Sunday, November 25, 2007

The Mouth of Alex Williams

Alex Williams, in his piece "Jolly and Green, With an Agenda," in the Fashion section of the Times today, likes to listen to himself write.
The holidays have always been an emotionally combustible time for families, bringing together a sometimes volatile mix of siblings, crotchety grandparents and ill-behaved children. But in recent years, a new figure has joined the celebration, to complicate the proceedings even further: the green evangelist of the family — the impassioned activist bent on eradicating the wasteful materialism of the holidays.

Otherwise known, at least to skeptical traditionalists, as the new Grinch.

This Grinch, however, is not out to spoil Christmas, but merely to use it as a platform to advocate ecological responsibility. Perhaps emboldened by the “Live Earth” benefit concerts and Al Gore’s Nobel Peace Prize, this is the family member who is the first to point out, over the bountiful Christmas dinner, that the 2.6 billion holiday cards sold each year in the United States could fill a landfill the size of a football field 10 stories high, or that those conventional lights on the Christmas tree contribute up to nine times as much greenhouse-gas emissions as the leaner-burning L.E.D. models; or that some Christmas-tree growers use as many as 40 different pesticides, as well as chemical colorants, on their crops.
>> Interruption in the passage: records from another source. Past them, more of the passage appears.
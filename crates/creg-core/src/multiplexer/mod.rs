//! Event multiplexer
//!
//! Fans N event sources out to M named backend channels. Every input runs on
//! its own dispatch loop; an event is delivered to every output whose name
//! the event's routing label accepts.
//!
//! ```text
//!   docker ──┐                      ┌──► consul   (bounded mpsc)
//!            ├──► dispatch loops ───┼──► etcd     (bounded mpsc)
//!   podman ──┘     (routing label)  └──► debug    (bounded mpsc)
//! ```
//!
//! ## Ordering and back-pressure
//!
//! Events from one input reach a given output in input order. A full output
//! blocks that input's dispatch loop (and so that input's delivery to every
//! other output) until the backend catches up or shutdown fires. Nothing is
//! dropped silently.
//!
//! ## Outputs
//!
//! Outputs may be added at any time, before or after [`EventMultiplexer::run`].
//! The output table is the only shared mutable state; dispatch loops take a
//! snapshot of the matching senders under a read lock and send outside it.
//! An output whose receiver was dropped is removed on the next send to it.

use crate::labels::Routing;
use crate::traits::EventStream;
use crate::types::ContainerEvent;
use std::collections::HashMap;
use std::sync::{Arc, PoisonError, RwLock};
use tokio::sync::mpsc;
use tokio::task::JoinHandle;
use tokio_stream::StreamExt;
use tokio_util::sync::CancellationToken;
use tracing::{debug, error, info, warn};

#[derive(Default)]
struct OutputTable {
    senders: HashMap<String, mpsc::Sender<ContainerEvent>>,
    closed: bool,
}

/// Shared, synchronized set of named outputs
#[derive(Clone)]
struct Outputs {
    table: Arc<RwLock<OutputTable>>,
    buffer: usize,
}

impl Outputs {
    fn new(buffer: usize) -> Self {
        Self {
            table: Arc::new(RwLock::new(OutputTable::default())),
            buffer: buffer.max(1),
        }
    }

    fn add(&self, name: String) -> mpsc::Receiver<ContainerEvent> {
        let (tx, rx) = mpsc::channel(self.buffer);
        let mut table = self.table.write().unwrap_or_else(PoisonError::into_inner);

        if table.closed {
            // Dropping `tx` closes `rx` right away
            debug!(backend = %name, "Output added after multiplexer stopped");
            return rx;
        }

        if table.senders.insert(name.clone(), tx).is_some() {
            warn!(backend = %name, "Replacing existing output with the same name");
        }
        rx
    }

    fn matching(&self, routing: &Routing) -> Vec<(String, mpsc::Sender<ContainerEvent>)> {
        let table = self.table.read().unwrap_or_else(PoisonError::into_inner);
        table
            .senders
            .iter()
            .filter(|(name, _)| routing.accepts(name))
            .map(|(name, tx)| (name.clone(), tx.clone()))
            .collect()
    }

    fn remove_if_same(&self, name: &str, tx: &mpsc::Sender<ContainerEvent>) {
        let mut table = self.table.write().unwrap_or_else(PoisonError::into_inner);
        if table.senders.get(name).is_some_and(|current| current.same_channel(tx)) {
            table.senders.remove(name);
        }
    }

    fn names(&self) -> Vec<String> {
        let table = self.table.read().unwrap_or_else(PoisonError::into_inner);
        let mut names: Vec<String> = table.senders.keys().cloned().collect();
        names.sort();
        names
    }

    fn close(&self) {
        let mut table = self.table.write().unwrap_or_else(PoisonError::into_inner);
        table.closed = true;
        table.senders.clear();
    }
}

/// Routes container events from many sources to many named backends
pub struct EventMultiplexer {
    inputs: Vec<(String, EventStream)>,
    outputs: Outputs,
    routing_label: String,
}

impl EventMultiplexer {
    /// Create a multiplexer
    ///
    /// # Parameters
    ///
    /// - `routing_label`: Label key carrying a container's backend allow-list
    /// - `buffer`: Capacity of each output channel (at least 1)
    pub fn new(routing_label: impl Into<String>, buffer: usize) -> Self {
        Self {
            inputs: Vec::new(),
            outputs: Outputs::new(buffer),
            routing_label: routing_label.into(),
        }
    }

    /// Attach an input stream; `name` is used for logging only
    pub fn add_input(&mut self, name: impl Into<String>, input: EventStream) {
        self.inputs.push((name.into(), input));
    }

    /// Create a named output and return its receiving end
    ///
    /// Adding a name twice replaces the earlier output; its receiver then
    /// sees the channel close.
    pub fn new_output(&self, name: impl Into<String>) -> mpsc::Receiver<ContainerEvent> {
        self.outputs.add(name.into())
    }

    /// Start one dispatch loop per input
    ///
    /// Loops stop when their input ends or `shutdown` fires. Once every loop
    /// has stopped, all output senders are dropped so backends observe their
    /// channel closing.
    pub fn run(self, shutdown: CancellationToken) -> MultiplexerHandle {
        info!(
            inputs = self.inputs.len(),
            outputs = self.outputs.names().len(),
            "Starting event multiplexer"
        );

        let loops: Vec<JoinHandle<usize>> = self
            .inputs
            .into_iter()
            .map(|(source, input)| {
                tokio::spawn(dispatch(
                    source,
                    input,
                    self.outputs.clone(),
                    self.routing_label.clone(),
                    shutdown.clone(),
                ))
            })
            .collect();

        let outputs = self.outputs.clone();
        let supervisor = tokio::spawn(async move {
            let mut delivered = 0;
            for handle in loops {
                match handle.await {
                    Ok(count) => delivered += count,
                    Err(e) => error!(error = %e, "Dispatch loop panicked"),
                }
            }
            outputs.close();
            info!(delivered, "Event multiplexer stopped");
            delivered
        });

        MultiplexerHandle {
            outputs: self.outputs,
            supervisor,
        }
    }
}

/// Handle to a running multiplexer
pub struct MultiplexerHandle {
    outputs: Outputs,
    supervisor: JoinHandle<usize>,
}

impl MultiplexerHandle {
    /// Create a named output on the running multiplexer
    pub fn new_output(&self, name: impl Into<String>) -> mpsc::Receiver<ContainerEvent> {
        self.outputs.add(name.into())
    }

    /// Wait for every dispatch loop to stop
    ///
    /// Returns the number of event deliveries made across all outputs.
    pub async fn join(self) -> usize {
        match self.supervisor.await {
            Ok(delivered) => delivered,
            Err(e) => {
                error!(error = %e, "Multiplexer supervisor panicked");
                self.outputs.close();
                0
            }
        }
    }
}

async fn dispatch(
    source: String,
    mut input: EventStream,
    outputs: Outputs,
    routing_label: String,
    shutdown: CancellationToken,
) -> usize {
    let mut delivered = 0;

    loop {
        let event = tokio::select! {
            biased;

            _ = shutdown.cancelled() => {
                debug!(source = %source, "Dispatch loop cancelled");
                break;
            }

            next = input.next() => match next {
                Some(event) => event,
                None => {
                    info!(source = %source, "Input closed, dispatch loop exiting");
                    break;
                }
            },
        };

        let routing = Routing::from_labels(&event.container.labels, &routing_label);
        let targets = outputs.matching(&routing);

        if targets.is_empty() {
            debug!(
                source = %source,
                container = %event.container.id,
                "No output accepts event"
            );
            continue;
        }

        for (name, tx) in targets {
            tokio::select! {
                biased;

                _ = shutdown.cancelled() => {
                    debug!(source = %source, "Dispatch loop cancelled while sending");
                    return delivered;
                }

                sent = tx.send(event.clone()) => match sent {
                    Ok(()) => delivered += 1,
                    Err(_) => {
                        warn!(backend = %name, "Output receiver dropped, removing output");
                        outputs.remove_if_same(&name, &tx);
                    }
                },
            }
        }
    }

    delivered
}

#[cfg(test)]
mod tests {
    use super::*;
    use crate::types::ContainerInfo;
    use std::time::Duration;
    use tokio::time::timeout;

    fn input(events: Vec<ContainerEvent>) -> EventStream {
        Box::pin(tokio_stream::iter(events))
    }

    fn routed(id: &str, route: Option<&str>) -> ContainerEvent {
        let mut container = ContainerInfo::new(id);
        if let Some(route) = route {
            container = container.with_label("creg.backends", route);
        }
        ContainerEvent::start(container)
    }

    async fn drain(mut rx: mpsc::Receiver<ContainerEvent>) -> Vec<String> {
        let mut ids = Vec::new();
        while let Ok(Some(event)) = timeout(Duration::from_secs(2), rx.recv()).await {
            ids.push(event.container.id);
        }
        ids
    }

    #[tokio::test]
    async fn broadcasts_unlabelled_events() {
        let mut mux = EventMultiplexer::new("creg.backends", 4);
        let a = mux.new_output("a");
        let b = mux.new_output("b");
        mux.add_input("test", input(vec![routed("c1", None)]));

        let handle = mux.run(CancellationToken::new());
        assert_eq!(handle.join().await, 2);

        assert_eq!(drain(a).await, vec!["c1"]);
        assert_eq!(drain(b).await, vec!["c1"]);
    }

    #[tokio::test]
    async fn allow_list_selects_outputs() {
        let mut mux = EventMultiplexer::new("creg.backends", 4);
        let a = mux.new_output("a");
        let b = mux.new_output("b");
        mux.add_input(
            "test",
            input(vec![
                routed("only-b", Some("b")),
                routed("everyone", Some("all")),
                routed("nobody", Some("doesnotexist")),
            ]),
        );

        mux.run(CancellationToken::new()).join().await;

        assert_eq!(drain(a).await, vec!["everyone"]);
        assert_eq!(drain(b).await, vec!["only-b", "everyone"]);
    }

    #[tokio::test]
    async fn dropped_output_does_not_block_others() {
        let mut mux = EventMultiplexer::new("creg.backends", 1);
        let gone = mux.new_output("gone");
        let live = mux.new_output("live");
        drop(gone);

        mux.add_input("test", input(vec![routed("c1", None)]));
        let handle = mux.run(CancellationToken::new());
        assert_eq!(handle.join().await, 1);

        assert_eq!(drain(live).await, vec!["c1"]);
    }

    #[tokio::test]
    async fn cancellation_unblocks_full_output() {
        let mut mux = EventMultiplexer::new("creg.backends", 1);
        let _stalled = mux.new_output("stalled");
        mux.add_input(
            "test",
            Box::pin(tokio_stream::iter(vec![routed("c1", None), routed("c2", None)]).chain(
                tokio_stream::pending(),
            )),
        );

        let shutdown = CancellationToken::new();
        let handle = mux.run(shutdown.clone());

        tokio::time::sleep(Duration::from_millis(50)).await;
        shutdown.cancel();

        let delivered = timeout(Duration::from_secs(2), handle.join())
            .await
            .expect("multiplexer did not stop after cancellation");
        assert_eq!(delivered, 1);
    }

    #[tokio::test]
    async fn outputs_close_when_inputs_end() {
        let mux = EventMultiplexer::new("creg.backends", 4);
        let mut rx = mux.new_output("a");

        mux.run(CancellationToken::new()).join().await;

        assert!(rx.recv().await.is_none());
    }

    #[tokio::test]
    async fn output_added_while_running_receives_events() {
        let mut mux = EventMultiplexer::new("creg.backends", 4);
        let (tx, rx) = mpsc::channel(4);
        mux.add_input(
            "test",
            Box::pin(tokio_stream::wrappers::ReceiverStream::new(rx)),
        );

        let handle = mux.run(CancellationToken::new());
        let late = handle.new_output("late");

        tx.send(routed("c1", None)).await.unwrap();
        drop(tx);

        assert_eq!(handle.join().await, 1);
        assert_eq!(drain(late).await, vec!["c1"]);
    }
}
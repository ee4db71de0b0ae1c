// # Registry Client Trait
//
// Defines the request/response surface of one concrete registry.
//
// ## Implementations
//
// - Consul agent: `creg-backend-consul` crate
// - etcd v3 KV: `creg-backend-etcd` crate
// - AdGuardHome rewrites: `creg-backend-adguardhome` crate
//
// Clients are stateless wrappers. Timeouts, retries of the whole batch and
// every decision about *what* to register live in the backend driver.

use async_trait::async_trait;
use std::collections::BTreeMap;

/// One record to upsert into a registry
#[derive(Debug, Clone, PartialEq, Eq)]
pub struct Registration {
    /// Identity key; deregistration uses the same value
    pub id: String,
    /// Service (or domain) name
    pub name: String,
    /// Address advertised to consumers
    pub address: String,
    /// Advertised port (0 when the registry has no notion of ports)
    pub port: u16,
    /// Ordered `key=value` tags
    pub tags: Vec<String>,
    /// Registry metadata, for registries that support it
    pub meta: BTreeMap<String, String>,
}

/// A record as listed back from a registry
#[derive(Debug, Clone, Default, PartialEq, Eq)]
pub struct RegistryRecord {
    /// Identity key
    pub id: String,
    /// Service (or domain) name
    pub name: String,
    /// Registered address
    pub address: String,
    /// Registered port
    pub port: u16,
    /// Registered tags
    pub tags: Vec<String>,
    /// Registered metadata
    pub meta: BTreeMap<String, String>,
}

/// Trait for registry client implementations
///
/// # Idempotency
///
/// `register` must have upsert semantics: registering the same id twice
/// overwrites, it never appends or fails. `deregister` of an unknown id is
/// not an error.
#[async_trait]
pub trait RegistryClient: Send + Sync {
    /// Upsert a registration
    async fn register(&self, registration: &Registration) -> Result<(), crate::Error>;

    /// Remove the registration with this id
    async fn deregister(&self, id: &str) -> Result<(), crate::Error>;

    /// Every record currently held by the registry, keyed by id
    async fn list_all(&self) -> Result<BTreeMap<String, RegistryRecord>, crate::Error>;

    /// Remove every record whose id starts with `prefix`
    async fn delete_by_prefix(&self, prefix: &str) -> Result<(), crate::Error>;

    /// Client name for logging (e.g. "consul")
    fn client_name(&self) -> &'static str;
}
The question that an increasing number of families face is whether the proselytizing green member of the clan adds spice to the proceeding, like, say, a cup of whiskey in a bowl of eggnog, or an explosive element, like that same cup of whiskey tossed into the fire on Christmas morning.
This is the same Alex Williams who wrote in September, in a piece called "Brooklyn's Fragile Ego-System":
The number of trendy boutiques, bistros and music clubs in Brooklyn may have spiked in the last five years, but its infrastructure of cool still represents only a fraction of that found in Manhattan. Its new identity is moored to a finite number of shops, restaurants, luxury condominiums and, yes, celebrities. If even one leaves, a void is created. Could the borough’s new status vanish as quickly as it ascended?
Can't wait for the novel, I have to must say!